#### WHAT IS REQUIRED
Quote the records below word for word, please, from the very first line through the one that contains "host's own timers", and nothing beyond it.

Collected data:
◇ ◇ ◇

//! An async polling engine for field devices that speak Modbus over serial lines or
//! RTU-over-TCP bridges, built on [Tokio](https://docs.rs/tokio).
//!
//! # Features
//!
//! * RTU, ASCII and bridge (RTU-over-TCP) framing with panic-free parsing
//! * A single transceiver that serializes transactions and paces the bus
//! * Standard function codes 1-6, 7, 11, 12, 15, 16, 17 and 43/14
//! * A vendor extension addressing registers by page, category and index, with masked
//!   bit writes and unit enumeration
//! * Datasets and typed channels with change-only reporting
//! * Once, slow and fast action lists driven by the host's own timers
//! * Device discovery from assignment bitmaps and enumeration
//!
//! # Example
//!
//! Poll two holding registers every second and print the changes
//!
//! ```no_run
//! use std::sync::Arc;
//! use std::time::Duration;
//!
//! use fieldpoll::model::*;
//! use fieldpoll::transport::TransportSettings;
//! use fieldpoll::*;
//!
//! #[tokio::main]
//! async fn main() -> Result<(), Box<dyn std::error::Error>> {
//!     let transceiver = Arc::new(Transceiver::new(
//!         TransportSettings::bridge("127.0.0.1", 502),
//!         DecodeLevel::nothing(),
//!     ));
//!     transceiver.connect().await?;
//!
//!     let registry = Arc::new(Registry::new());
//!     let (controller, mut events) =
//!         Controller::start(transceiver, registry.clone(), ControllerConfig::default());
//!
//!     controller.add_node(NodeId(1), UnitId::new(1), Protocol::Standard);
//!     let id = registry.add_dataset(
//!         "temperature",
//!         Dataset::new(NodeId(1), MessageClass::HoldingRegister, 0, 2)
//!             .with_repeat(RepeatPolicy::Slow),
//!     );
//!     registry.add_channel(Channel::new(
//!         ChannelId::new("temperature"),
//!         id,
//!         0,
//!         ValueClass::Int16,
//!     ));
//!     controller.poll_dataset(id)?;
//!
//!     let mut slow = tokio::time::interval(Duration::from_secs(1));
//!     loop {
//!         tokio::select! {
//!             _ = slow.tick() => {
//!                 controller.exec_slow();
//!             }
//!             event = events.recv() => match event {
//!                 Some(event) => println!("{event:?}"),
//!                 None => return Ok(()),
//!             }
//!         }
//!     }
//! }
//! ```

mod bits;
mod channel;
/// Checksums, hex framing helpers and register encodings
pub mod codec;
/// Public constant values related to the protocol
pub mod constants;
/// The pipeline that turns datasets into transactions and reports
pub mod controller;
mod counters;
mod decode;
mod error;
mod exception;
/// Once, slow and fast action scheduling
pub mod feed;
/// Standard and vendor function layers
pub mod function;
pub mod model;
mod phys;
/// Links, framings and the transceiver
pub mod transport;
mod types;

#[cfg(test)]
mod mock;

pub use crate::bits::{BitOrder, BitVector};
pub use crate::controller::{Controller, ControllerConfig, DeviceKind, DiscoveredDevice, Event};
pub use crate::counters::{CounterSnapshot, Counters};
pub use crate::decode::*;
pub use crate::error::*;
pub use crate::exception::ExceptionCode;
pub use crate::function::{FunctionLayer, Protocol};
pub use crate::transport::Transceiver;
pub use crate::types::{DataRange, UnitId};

◇ ◇ ◇

#### WRITTEN REPLY
//! An async polling engine for field devices that speak Modbus over serial lines or
//! RTU-over-TCP bridges, built on [Tokio](https://docs.rs/tokio).
//!
//! # Features
//!
//! * RTU, ASCII and bridge (RTU-over-TCP) framing with panic-free parsing
//! * A single transceiver that serializes transactions and paces the bus
//! * Standard function codes 1-6, 7, 11, 12, 15, 16, 17 and 43/14
//! * A vendor extension addressing registers by page, category and index, with masked
//!   bit writes and unit enumeration
//! * Datasets and typed channels with change-only reporting
//! * Once, slow and fast action lists driven by the host's own timers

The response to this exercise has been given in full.